▶ **Problem**
The line containing "CandleStore<Kline> = CandleStore::new(Vec::new(), 10);" and every line after it, through the last one below: output exactly these and nothing else.

== The data

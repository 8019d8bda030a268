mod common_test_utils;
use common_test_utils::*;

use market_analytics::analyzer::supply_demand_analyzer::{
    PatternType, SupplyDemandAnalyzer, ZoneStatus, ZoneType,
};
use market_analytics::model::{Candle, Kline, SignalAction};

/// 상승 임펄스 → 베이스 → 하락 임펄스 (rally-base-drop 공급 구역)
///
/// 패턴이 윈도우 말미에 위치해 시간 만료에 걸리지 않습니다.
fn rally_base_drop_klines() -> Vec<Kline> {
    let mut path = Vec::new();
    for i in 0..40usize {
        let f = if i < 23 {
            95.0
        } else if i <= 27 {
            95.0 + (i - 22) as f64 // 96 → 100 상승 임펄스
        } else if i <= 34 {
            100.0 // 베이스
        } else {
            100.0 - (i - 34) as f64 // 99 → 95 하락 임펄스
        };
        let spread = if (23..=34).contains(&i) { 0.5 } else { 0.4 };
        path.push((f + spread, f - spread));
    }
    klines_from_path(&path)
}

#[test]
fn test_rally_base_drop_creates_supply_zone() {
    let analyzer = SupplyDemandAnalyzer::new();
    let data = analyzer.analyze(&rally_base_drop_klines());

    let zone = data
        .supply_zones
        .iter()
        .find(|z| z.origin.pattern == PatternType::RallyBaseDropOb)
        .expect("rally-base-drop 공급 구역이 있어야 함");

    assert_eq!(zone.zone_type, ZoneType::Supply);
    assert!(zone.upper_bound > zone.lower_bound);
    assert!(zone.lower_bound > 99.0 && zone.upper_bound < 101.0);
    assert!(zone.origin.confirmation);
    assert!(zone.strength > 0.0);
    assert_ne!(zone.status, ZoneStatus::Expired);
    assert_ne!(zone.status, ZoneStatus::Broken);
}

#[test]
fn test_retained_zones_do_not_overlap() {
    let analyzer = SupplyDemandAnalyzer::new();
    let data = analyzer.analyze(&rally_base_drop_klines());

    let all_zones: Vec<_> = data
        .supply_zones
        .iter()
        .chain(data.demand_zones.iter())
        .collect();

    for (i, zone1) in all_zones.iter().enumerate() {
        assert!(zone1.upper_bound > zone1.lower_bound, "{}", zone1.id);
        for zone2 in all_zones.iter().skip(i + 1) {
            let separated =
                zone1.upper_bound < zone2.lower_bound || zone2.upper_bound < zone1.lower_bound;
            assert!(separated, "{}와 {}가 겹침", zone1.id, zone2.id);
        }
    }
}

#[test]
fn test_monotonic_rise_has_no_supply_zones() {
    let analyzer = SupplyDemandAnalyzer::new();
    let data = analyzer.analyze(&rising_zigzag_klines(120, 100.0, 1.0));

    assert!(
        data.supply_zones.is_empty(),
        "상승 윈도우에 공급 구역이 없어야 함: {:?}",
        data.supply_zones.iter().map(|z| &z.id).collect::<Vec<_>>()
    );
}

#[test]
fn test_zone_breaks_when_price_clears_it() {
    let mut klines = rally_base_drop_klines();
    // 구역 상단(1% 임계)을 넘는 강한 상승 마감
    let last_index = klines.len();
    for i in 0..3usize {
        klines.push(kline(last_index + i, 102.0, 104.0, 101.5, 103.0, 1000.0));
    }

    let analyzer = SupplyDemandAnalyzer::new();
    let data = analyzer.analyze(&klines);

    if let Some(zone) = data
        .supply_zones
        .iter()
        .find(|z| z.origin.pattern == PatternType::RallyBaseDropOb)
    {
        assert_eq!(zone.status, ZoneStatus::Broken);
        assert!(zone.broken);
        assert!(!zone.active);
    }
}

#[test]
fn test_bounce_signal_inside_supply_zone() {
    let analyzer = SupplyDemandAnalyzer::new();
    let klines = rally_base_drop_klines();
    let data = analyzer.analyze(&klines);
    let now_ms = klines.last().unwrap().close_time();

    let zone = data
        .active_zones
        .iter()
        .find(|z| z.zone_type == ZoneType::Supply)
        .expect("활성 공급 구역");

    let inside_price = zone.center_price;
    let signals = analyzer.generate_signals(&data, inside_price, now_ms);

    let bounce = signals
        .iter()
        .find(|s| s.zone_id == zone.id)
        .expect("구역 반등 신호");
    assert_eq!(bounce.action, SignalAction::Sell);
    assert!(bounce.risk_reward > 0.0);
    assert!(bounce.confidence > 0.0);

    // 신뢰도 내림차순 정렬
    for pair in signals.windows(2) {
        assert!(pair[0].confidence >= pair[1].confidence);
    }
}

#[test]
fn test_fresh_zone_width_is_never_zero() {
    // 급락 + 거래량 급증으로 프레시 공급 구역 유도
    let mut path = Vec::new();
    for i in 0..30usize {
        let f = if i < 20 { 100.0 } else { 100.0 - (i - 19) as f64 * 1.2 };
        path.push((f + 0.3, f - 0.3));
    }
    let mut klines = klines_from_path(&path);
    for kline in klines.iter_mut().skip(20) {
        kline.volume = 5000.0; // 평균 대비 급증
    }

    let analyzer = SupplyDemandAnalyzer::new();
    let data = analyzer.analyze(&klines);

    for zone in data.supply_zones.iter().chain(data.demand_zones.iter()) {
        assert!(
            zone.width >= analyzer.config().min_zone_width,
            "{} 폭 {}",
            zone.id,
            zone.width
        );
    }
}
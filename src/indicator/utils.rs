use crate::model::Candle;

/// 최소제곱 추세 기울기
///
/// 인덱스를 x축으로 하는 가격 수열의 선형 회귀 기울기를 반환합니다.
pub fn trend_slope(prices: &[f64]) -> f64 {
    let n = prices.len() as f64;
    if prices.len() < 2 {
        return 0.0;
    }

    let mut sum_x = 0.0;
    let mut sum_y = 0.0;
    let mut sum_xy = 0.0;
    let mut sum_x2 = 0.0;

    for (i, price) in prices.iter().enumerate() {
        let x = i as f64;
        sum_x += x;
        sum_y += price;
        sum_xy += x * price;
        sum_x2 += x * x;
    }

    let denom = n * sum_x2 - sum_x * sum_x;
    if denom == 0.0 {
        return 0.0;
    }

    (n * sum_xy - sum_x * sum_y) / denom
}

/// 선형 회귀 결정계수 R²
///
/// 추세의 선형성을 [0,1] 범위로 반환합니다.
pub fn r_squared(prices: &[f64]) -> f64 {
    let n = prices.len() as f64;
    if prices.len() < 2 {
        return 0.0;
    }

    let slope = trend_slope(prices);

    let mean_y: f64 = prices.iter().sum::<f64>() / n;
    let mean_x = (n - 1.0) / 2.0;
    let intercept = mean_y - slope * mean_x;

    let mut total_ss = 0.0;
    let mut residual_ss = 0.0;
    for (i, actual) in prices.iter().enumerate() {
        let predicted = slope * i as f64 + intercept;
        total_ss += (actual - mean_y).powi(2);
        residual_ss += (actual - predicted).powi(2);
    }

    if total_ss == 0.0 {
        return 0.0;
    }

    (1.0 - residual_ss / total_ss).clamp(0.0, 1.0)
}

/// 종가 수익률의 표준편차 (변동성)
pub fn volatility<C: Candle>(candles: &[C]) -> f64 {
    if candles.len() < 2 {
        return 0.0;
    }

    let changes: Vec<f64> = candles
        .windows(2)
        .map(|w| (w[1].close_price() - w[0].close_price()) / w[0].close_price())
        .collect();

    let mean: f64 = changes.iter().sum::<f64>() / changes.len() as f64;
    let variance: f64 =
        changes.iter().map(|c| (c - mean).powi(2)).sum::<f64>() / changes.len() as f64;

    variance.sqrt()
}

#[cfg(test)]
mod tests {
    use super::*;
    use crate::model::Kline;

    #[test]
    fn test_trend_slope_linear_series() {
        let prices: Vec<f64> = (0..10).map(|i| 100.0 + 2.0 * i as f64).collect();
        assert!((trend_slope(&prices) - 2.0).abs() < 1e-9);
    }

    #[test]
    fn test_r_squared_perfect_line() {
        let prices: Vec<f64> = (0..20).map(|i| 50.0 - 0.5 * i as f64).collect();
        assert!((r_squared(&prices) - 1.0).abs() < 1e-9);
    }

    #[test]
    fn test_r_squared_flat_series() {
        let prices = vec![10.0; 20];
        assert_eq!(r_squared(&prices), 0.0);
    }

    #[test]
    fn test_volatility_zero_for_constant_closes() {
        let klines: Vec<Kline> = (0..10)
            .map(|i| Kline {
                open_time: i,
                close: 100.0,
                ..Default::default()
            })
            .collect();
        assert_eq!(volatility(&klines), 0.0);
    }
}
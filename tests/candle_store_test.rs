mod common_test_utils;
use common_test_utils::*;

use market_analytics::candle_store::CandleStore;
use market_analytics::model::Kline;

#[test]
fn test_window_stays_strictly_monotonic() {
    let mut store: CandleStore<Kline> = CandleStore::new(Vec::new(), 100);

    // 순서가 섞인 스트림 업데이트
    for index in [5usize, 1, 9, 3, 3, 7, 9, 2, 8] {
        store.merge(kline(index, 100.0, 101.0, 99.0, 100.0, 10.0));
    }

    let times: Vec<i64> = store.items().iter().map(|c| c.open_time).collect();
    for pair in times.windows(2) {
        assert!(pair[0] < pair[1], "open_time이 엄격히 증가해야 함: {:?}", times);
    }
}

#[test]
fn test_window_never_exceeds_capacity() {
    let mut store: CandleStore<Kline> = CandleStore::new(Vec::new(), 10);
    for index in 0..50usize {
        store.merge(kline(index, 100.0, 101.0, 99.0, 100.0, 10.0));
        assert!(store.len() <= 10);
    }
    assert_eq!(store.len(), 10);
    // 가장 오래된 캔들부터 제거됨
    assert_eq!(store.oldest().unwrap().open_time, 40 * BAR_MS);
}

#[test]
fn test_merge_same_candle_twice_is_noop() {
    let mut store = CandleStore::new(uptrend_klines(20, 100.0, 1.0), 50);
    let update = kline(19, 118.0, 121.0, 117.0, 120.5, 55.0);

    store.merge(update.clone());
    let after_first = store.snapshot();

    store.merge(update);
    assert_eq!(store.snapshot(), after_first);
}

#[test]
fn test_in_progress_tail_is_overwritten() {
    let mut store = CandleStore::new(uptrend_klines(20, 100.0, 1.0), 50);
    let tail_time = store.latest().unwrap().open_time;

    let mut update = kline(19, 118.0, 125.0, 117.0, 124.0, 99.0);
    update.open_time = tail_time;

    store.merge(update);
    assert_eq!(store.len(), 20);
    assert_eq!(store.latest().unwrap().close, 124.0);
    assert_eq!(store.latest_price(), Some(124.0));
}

====

▶ **Result**
    let mut store: CandleStore<Kline> = CandleStore::new(Vec::new(), 10);
    for index in 0..50usize {
        store.merge(kline(index, 100.0, 101.0, 99.0, 100.0, 10.0));
        assert!(store.len() <= 10);
    }
    assert_eq!(store.len(), 10);
    // 가장 오래된 캔들부터 제거됨
    assert_eq!(store.oldest().unwrap().open_time, 40 * BAR_MS);
}

#[test]
fn test_merge_same_candle_twice_is_noop() {
    let mut store = CandleStore::new(uptrend_klines(20, 100.0, 1.0), 50);
    let update = kline(19, 118.0, 121.0, 117.0, 120.5, 55.0);

    store.merge(update.clone());
    let after_first = store.snapshot();

    store.merge(update);
    assert_eq!(store.snapshot(), after_first);
}

#[test]
fn test_in_progress_tail_is_overwritten() {
    let mut store = CandleStore::new(uptrend_klines(20, 100.0, 1.0), 50);
    let tail_time = store.latest().unwrap().open_time;

    let mut update = kline(19, 118.0, 125.0, 117.0, 124.0, 99.0);
    update.open_time = tail_time;

    store.merge(update);
    assert_eq!(store.len(), 20);
    assert_eq!(store.latest().unwrap().close, 124.0);
    assert_eq!(store.latest_price(), Some(124.0));
}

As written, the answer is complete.